Ideas Worth Stealing: Vermont town meetings
Every year, on the first Tuesday in March, Vermonters gather for Town Meeting.
Every year, on the first Tuesday in March, Vermonters gather for Town Meeting. In New England “town meeting” is not a catchall term for public meetings or input sessions or sitdowns with politicians who might get a little folksy; town meeting denotes a structured gathering. And in Vermont, it effectively means 242 separate citizen legislative bodies are called into session (Vermont’s nine cities are not governed by town meeting).
In fire halls and school auditoriums across the state, residents gather to hear from the selectboard — a town’s executive body — and vote on issues of governance and finance. Individuals ask questions, make speeches, and amend items on the agenda. Then they vote, and those votes are binding. The meeting often lasts all day, usually broken up with a much-anticipated potluck lunch.
“There’s a lot of graciousness that needs to happen in public engagement,” said Susan Clark, a town meeting moderator and author of two books about local and deliberative democracy. “We understand that you’re a person and not just a democraton.”
Town Meeting is a rare example of direct democracy, Clark said.
“Most of the time when we’re asked to engage with government, we are being asked to elect people to do our governing for us.”
Though the initiatives and referendum system in some western states, and jury duty also qualify as direct democracy, Clark says the former is a comparatively blunt instrument.
“[That] gives you a vocabulary of two words: yes or no,” she said. “And that’s really limiting.”
Direct democracy tends to get a lot of credit for being a “pure” expression of the will of the people, said Robert Williams, constitutional law professor at Rutgers University School of Law. However, he says, it too often favors the majority and drowns out dissenting opinions.

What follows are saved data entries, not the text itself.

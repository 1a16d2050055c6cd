/// Per-endpoint session state — handshake progress, channel membership,
/// and the identity the peer knows us by.
///
/// The proxy keeps one of these for each side of the conversation: the
/// client view (what the client believes) and the server view (what the
/// server believes). The two drift apart whenever the client is away.
use std::collections::{HashMap, HashSet};

use crate::irc::clientid::ClientId;
use crate::irc::message::Message;
use crate::irc::replies;

/// State of the initial handshake:
///
/// 1. The client sends NICK and USER.
/// 2. The server does not reject the NICK (else the client must resend).
/// 3. The server sends the welcome sequence through the end of the MOTD.
#[derive(Debug, Clone, Copy, Default, PartialEq, Eq)]
pub struct Handshake {
    nick_sent: bool,
    user_sent: bool,
    motd_seen: bool,
}

impl Handshake {
    /// True once the full handshake has completed.
    pub fn done(&self) -> bool {
        self.nick_sent && self.user_sent && self.motd_seen
    }

    /// True when the client has done its part but (some of) the server's
    /// welcome sequence is still outstanding.
    pub fn wants_welcome(&self) -> bool {
        self.nick_sent && self.user_sent && !self.motd_seen
    }

    /// Advance the state for `msg` having just been transferred.
    ///
    /// Whether the message was sent or received does not matter: every
    /// message that drives the handshake is unambiguous on its own.
    /// Once the handshake is done, further updates are ignored.
    pub fn update(&mut self, msg: &Message) {
        if self.done() {
            return;
        }
        match msg.command.as_str() {
            "USER" => self.user_sent = true,
            "NICK" => self.nick_sent = true,
            replies::ERR_NONICKNAMEGIVEN
            | replies::ERR_ERRONEUSNICKNAME
            | replies::ERR_NICKNAMEINUSE
            | replies::ERR_NICKCOLLISION => {
                // The server rejected our NICK; another must be sent
                // before the handshake can finish.
                self.nick_sent = false;
            }
            replies::RPL_ENDOFMOTD | replies::ERR_NOMOTD => self.motd_seen = true,
            _ => {}
        }
    }
}

/// State of a single channel, as seen from one side.
#[derive(Debug, Clone, Default)]
pub struct ChannelState {
    /// The channel topic, if any.
    pub topic: String,
    /// Nicks present in the channel.
    pub users: HashSet<String>,
}

impl ChannelState {
    /// Update for a client-sent message. Intentionally a no-op: the
    /// client's membership changes only count once the server confirms
    /// them with its own JOIN/PART echoes.
    pub fn update_from_client(&mut self, _msg: &Message) {}

    /// Update for a server-sent message.
    pub fn update_from_server(&mut self, msg: &Message) {
        match msg.command.as_str() {
            "JOIN" => {
                if let Some(nick) = prefix_nick(msg) {
                    self.users.insert(nick);
                }
            }
            "PART" | "KICK" | "QUIT" => {
                if let Some(nick) = prefix_nick(msg) {
                    self.users.remove(&nick);
                }
            }
            "NICK" => {
                if let (Some(old), Some(new)) = (prefix_nick(msg), msg.params.first()) {
                    if self.users.remove(&old) {
                        self.users.insert(new.clone());
                    }
                }
            }
            replies::RPL_NAMEREPLY => {
                if let Some(names) = msg.params.get(3) {
                    for token in names.split(' ').filter(|t| !t.is_empty()) {
                        // Strip exactly one leading op/voice flag.
                        let nick = if token.starts_with('@') || token.starts_with('+') {
                            &token[1..]
                        } else {
                            token
                        };
                        if !nick.is_empty() {
                            self.users.insert(nick.to_owned());
                        }
                    }
                }
            }
            replies::RPL_TOPIC => {
                if let Some(topic) = msg.params.get(2) {
                    self.topic = topic.clone();
                }
            }
            "TOPIC" => {
                if let Some(topic) = msg.params.get(1) {
                    self.topic = topic.clone();
                }
            }
            _ => {}
        }
    }
}

/// Everything one side of the proxy believes about the connection.
#[derive(Debug, Default)]
pub struct Session {
    /// The identity this side knows us by.
    pub id: ClientId,
    /// Handshake progress on this side.
    pub handshake: Handshake,
    channels: HashMap<String, ChannelState>,
}

impl Session {
    pub fn new() -> Self {
        Self::default()
    }

    /// True if `prefix` identifies the user this session belongs to.
    pub fn is_me(&self, prefix: &str) -> bool {
        match ClientId::parse(prefix) {
            Ok(id) => !self.id.nick.is_empty() && id.nick == self.id.nick,
            Err(_) => false,
        }
    }

    /// True if this side believes we are in `name`.
    pub fn have_channel(&self, name: &str) -> bool {
        self.channels.contains_key(name)
    }

    /// The state for `name`, if this side believes we are in it.
    pub fn channel(&self, name: &str) -> Option<&ChannelState> {
        self.channels.get(name)
    }

    /// Update for a message the client sent.
    pub fn update_from_client(&mut self, msg: &Message) {
        self.handshake.update(msg);
    }

    /// Update for a message the server sent.
    pub fn update_from_server(&mut self, msg: &Message) {
        self.handshake.update(msg);

        match msg.command.as_str() {
            // A JOIN is the only message that brings a channel into
            // existence on this side; everything else only touches
            // channels we already track, so stray replies for unknown
            // channels fall away harmlessly.
            "JOIN" => {
                if let Some(name) = msg.params.first() {
                    self.channels
                        .entry(name.clone())
                        .or_default()
                        .update_from_server(msg);
                }
            }
            "PART" | "KICK" => {
                if let Some(state) = msg.params.first().and_then(|n| self.channels.get_mut(n)) {
                    state.update_from_server(msg);
                }
            }
            "TOPIC" => {
                if let Some(state) = msg.params.first().and_then(|n| self.channels.get_mut(n)) {
                    state.update_from_server(msg);
                }
            }
            replies::RPL_TOPIC => {
                if let Some(state) = msg.params.get(1).and_then(|n| self.channels.get_mut(n)) {
                    state.update_from_server(msg);
                }
            }
            replies::RPL_NAMEREPLY => {
                if let Some(state) = msg.params.get(2).and_then(|n| self.channels.get_mut(n)) {
                    state.update_from_server(msg);
                }
            }
            // QUIT and NICK carry no channel; they touch every channel
            // the quitter or renamer is in.
            "QUIT" | "NICK" => {
                for state in self.channels.values_mut() {
                    state.update_from_server(msg);
                }
            }
            _ => {}
        }

        // Messages about us move whole channels, or our own identity.
        if let Some(prefix) = msg.prefix.as_deref() {
            if self.is_me(prefix) {
                match msg.command.as_str() {
                    "KICK" | "PART" => {
                        // We left a channel.
                        if let Some(name) = msg.params.first() {
                            self.channels.remove(name);
                        }
                    }
                    "NICK" => {
                        // We changed our nick.
                        if let Some(nick) = msg.params.first() {
                            self.id.nick = nick.clone();
                        }
                    }
                    _ => {}
                }
            }
        }
    }
}

/// The nick out of a message's prefix, if the prefix parses.
fn prefix_nick(msg: &Message) -> Option<String> {
    let prefix = msg.prefix.as_deref()?;
    ClientId::parse(prefix).ok().map(|id| id.nick)
}

#[cfg(test)]
mod tests {
    use super::*;
    use pretty_assertions::assert_eq;

    fn msg(prefix: Option<&str>, command: &str, params: &[&str]) -> Message {
        Message {
            prefix: prefix.map(str::to_owned),
            command: command.to_owned(),
            params: params.iter().map(|p| (*p).to_owned()).collect(),
        }
    }

    // ── Handshake ────────────────────────────────────────────────

    #[test]
    fn handshake_completes_after_nick_user_motd() {
        let mut hs = Handshake::default();
        assert!(!hs.done());

        hs.update(&msg(None, "NICK", &["alice"]));
        hs.update(&msg(None, "USER", &["alice", "0", "*", "Alice"]));
        assert!(!hs.done());
        assert!(hs.wants_welcome());

        hs.update(&msg(None, replies::RPL_ENDOFMOTD, &[]));
        assert!(hs.done());
        assert!(!hs.wants_welcome());
    }

    #[test]
    fn handshake_accepts_missing_motd_reply() {
        let mut hs = Handshake::default();
        hs.update(&msg(None, "NICK", &["alice"]));
        hs.update(&msg(None, "USER", &["alice", "0", "*", "Alice"]));
        hs.update(&msg(None, replies::ERR_NOMOTD, &[]));
        assert!(hs.done());
    }

    #[test]
    fn nick_rejection_clears_nick() {
        let mut hs = Handshake::default();
        hs.update(&msg(None, "NICK", &["alice"]));
        hs.update(&msg(None, "USER", &["alice", "0", "*", "Alice"]));
        hs.update(&msg(None, replies::ERR_NICKNAMEINUSE, &[]));
        assert!(!hs.wants_welcome());

        // Sending another NICK recovers.
        hs.update(&msg(None, "NICK", &["alice2"]));
        assert!(hs.wants_welcome());
    }

    #[test]
    fn done_handshake_ignores_updates() {
        let mut hs = Handshake::default();
        hs.update(&msg(None, "NICK", &["alice"]));
        hs.update(&msg(None, "USER", &["alice", "0", "*", "Alice"]));
        hs.update(&msg(None, replies::RPL_ENDOFMOTD, &[]));

        // A nick error after completion must not regress the state.
        hs.update(&msg(None, replies::ERR_NICKNAMEINUSE, &[]));
        assert!(hs.done());
    }

    // ── ChannelState ─────────────────────────────────────────────

    #[test]
    fn join_and_part_update_users() {
        let mut ch = ChannelState::default();
        ch.update_from_server(&msg(Some("bob!b@example.com"), "JOIN", &["#sandstorm"]));
        assert!(ch.users.contains("bob"));

        ch.update_from_server(&msg(Some("bob!b@example.com"), "PART", &["#sandstorm"]));
        assert!(!ch.users.contains("bob"));
    }

    #[test]
    fn namereply_strips_one_flag() {
        let mut ch = ChannelState::default();
        ch.update_from_server(&msg(
            Some("irc.example.net"),
            replies::RPL_NAMEREPLY,
            &["alice", "=", "#sandstorm", "@oper +voiced plain"],
        ));
        let want: HashSet<String> = ["oper", "voiced", "plain"]
            .into_iter()
            .map(str::to_owned)
            .collect();
        assert_eq!(ch.users, want);
    }

    #[test]
    fn nick_renames_known_user() {
        let mut ch = ChannelState::default();
        ch.update_from_server(&msg(Some("bob"), "JOIN", &["#sandstorm"]));
        ch.update_from_server(&msg(Some("bob"), "NICK", &["robert"]));
        assert!(ch.users.contains("robert"));
        assert!(!ch.users.contains("bob"));
    }

    #[test]
    fn nick_for_unknown_user_is_ignored() {
        let mut ch = ChannelState::default();
        ch.update_from_server(&msg(Some("stranger"), "NICK", &["other"]));
        assert!(ch.users.is_empty());
    }

    #[test]
    fn topic_reply_sets_topic() {
        let mut ch = ChannelState::default();
        ch.update_from_server(&msg(
            Some("irc.example.net"),
            replies::RPL_TOPIC,
            &["alice", "#sandstorm", "dust everywhere"],
        ));
        assert_eq!(ch.topic, "dust everywhere");
    }

    #[test]
    fn client_updates_do_not_change_membership() {
        let mut ch = ChannelState::default();
        ch.update_from_client(&msg(None, "JOIN", &["#sandstorm"]));
        assert!(ch.users.is_empty());
    }

    // ── Session ──────────────────────────────────────────────────

    fn session_as(nick: &str) -> Session {
        Session {
            id: ClientId::from_nick(nick),
            ..Session::default()
        }
    }

    #[test]
    fn join_creates_channel() {
        let mut s = session_as("alice");
        s.update_from_server(&msg(Some("alice"), "JOIN", &["#sandstorm"]));
        assert!(s.have_channel("#sandstorm"));
        assert!(s.channel("#sandstorm").unwrap().users.contains("alice"));
    }

    #[test]
    fn stray_replies_do_not_create_channels() {
        let mut s = session_as("alice");
        s.update_from_server(&msg(
            Some("irc.example.net"),
            replies::RPL_TOPIC,
            &["alice", "#unexpected", "surprise"],
        ));
        s.update_from_server(&msg(
            Some("irc.example.net"),
            replies::RPL_NAMEREPLY,
            &["alice", "=", "#unexpected", "ghost"],
        ));
        assert!(!s.have_channel("#unexpected"));
    }

    #[test]
    fn our_part_removes_the_channel() {
        let mut s = session_as("alice");
        s.update_from_server(&msg(Some("alice"), "JOIN", &["#sandstorm"]));
        s.update_from_server(&msg(Some("alice"), "PART", &["#sandstorm"]));
        assert!(!s.have_channel("#sandstorm"));
    }

    #[test]
    fn someone_elses_part_keeps_the_channel() {
        let mut s = session_as("alice");
        s.update_from_server(&msg(Some("alice"), "JOIN", &["#sandstorm"]));
        s.update_from_server(&msg(Some("bob"), "JOIN", &["#sandstorm"]));
        s.update_from_server(&msg(Some("bob"), "PART", &["#sandstorm"]));
        assert!(s.have_channel("#sandstorm"));
        assert!(!s.channel("#sandstorm").unwrap().users.contains("bob"));
    }

    #[test]
    fn quit_removes_user_from_every_channel() {
        let mut s = session_as("alice");
        s.update_from_server(&msg(Some("alice"), "JOIN", &["#one"]));
        s.update_from_server(&msg(Some("bob"), "JOIN", &["#one"]));
        s.update_from_server(&msg(Some("alice"), "JOIN", &["#two"]));
        s.update_from_server(&msg(Some("bob"), "JOIN", &["#two"]));

        s.update_from_server(&msg(Some("bob"), "QUIT", &["gone fishing"]));
        assert!(!s.channel("#one").unwrap().users.contains("bob"));
        assert!(!s.channel("#two").unwrap().users.contains("bob"));
    }

    #[test]
    fn our_nick_change_renames_the_session() {
        let mut s = session_as("alice");
        s.update_from_server(&msg(Some("alice"), "JOIN", &["#sandstorm"]));
        s.update_from_server(&msg(Some("alice"), "NICK", &["eve"]));

        assert_eq!(s.id.nick, "eve");
        assert!(s.channel("#sandstorm").unwrap().users.contains("eve"));
        assert!(!s.channel("#sandstorm").unwrap().users.contains("alice"));
    }

    #[test]
    fn is_me_matches_on_nick_only() {
        let s = session_as("alice");
        assert!(s.is_me("alice"));
        assert!(s.is_me("alice!ada@example.com"));
        assert!(!s.is_me("bob"));
        assert!(!s.is_me(""));
    }

    #[test]
    fn empty_session_matches_nobody() {
        let s = Session::new();
        assert!(!s.is_me("alice"));
    }
}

Pa. had its own interesting form of government
Pennsylvania may look aloof compared to the please-pass-the-pie familiarity of Vermont, but in the infancy of its statehood, Pennsylvania flirted with a more direct model of governance than any of the other colonies were willing to entertain. Its 1776 constitution provided for a unicameral legislature with no checks. There was no strong executive and no independent judiciary. The only real oversight was an audit every seven years by the taxpayers.
“The idea of a government that doesn’t have [checks and balances] is kind of dangerous,” Williams said.
The “mobocracy” (as Benjamin Rush called it) created by the Pennsylvania government informed the structure of the federal constitution — by being exactly what Pa. wasn’t. But with the addition of one more adjective, direct democracy doesn’t have to be all or nothing, yes or no, said Clark: Enter direct deliberative democracy.
Direct deliberative democracy
At its core, direct deliberative democracy engages people in a discussion around an issue. They share ideas, opinions, and experiences, and then there’s an action. In Vermont, that action takes the form of a binding vote, but in other places it could be recommendations to city council.
“The most important thing is that two-way communication builds a sense that government is a we and not a they,” said Clark.
While about 625,000 people live in Vermont, Pennsylvania’s population is 20 times that. Could we gather together once a year for a rousing bout of self-governance? Could it work?
“Absolutely! As long as you’re realistic about scale and modify the model,” said Clark. “It turns out that size matters.” More than 2,500 people and per capita participation starts to decline. So Clark suggested something called a representative town meeting, in which 150 members are elected to, you guessed it, represent the larger community.
But say you wanted the larger community, all of it, every last voting-age citizen, to sit around large tables in a gym and figure it out together.
“There’s nothing intrinsically prohibitive about having a day, maybe a Saturday, for citizens [of an entire state] to go to their local communities,” said Robert Cavalier, director of the Program for Deliberative Democracy at Carnegie Mellon University. “But the structure of those events would be labor-intensive,” he said. Instead of an in-gathering of 12 million, Cavalier suggests using the tools of deliberative democracy to convene people on specific issues at the neighborhood level. Pittsburgh has already used deliberative community forums to select a new police chief, examine affordable housing, and present the 2016 capital budget.
That’s the beautiful thing about deliberative democracy, says Clark: it doesn’t have to be written into the municipal code to become part of a community’s civic life. And it builds a dynamic, responsive democracy, she said, because it makes room for people.
“It’s really not about my truth winning out over your truth, it’s not A versus B. It’s let’s co-create C.”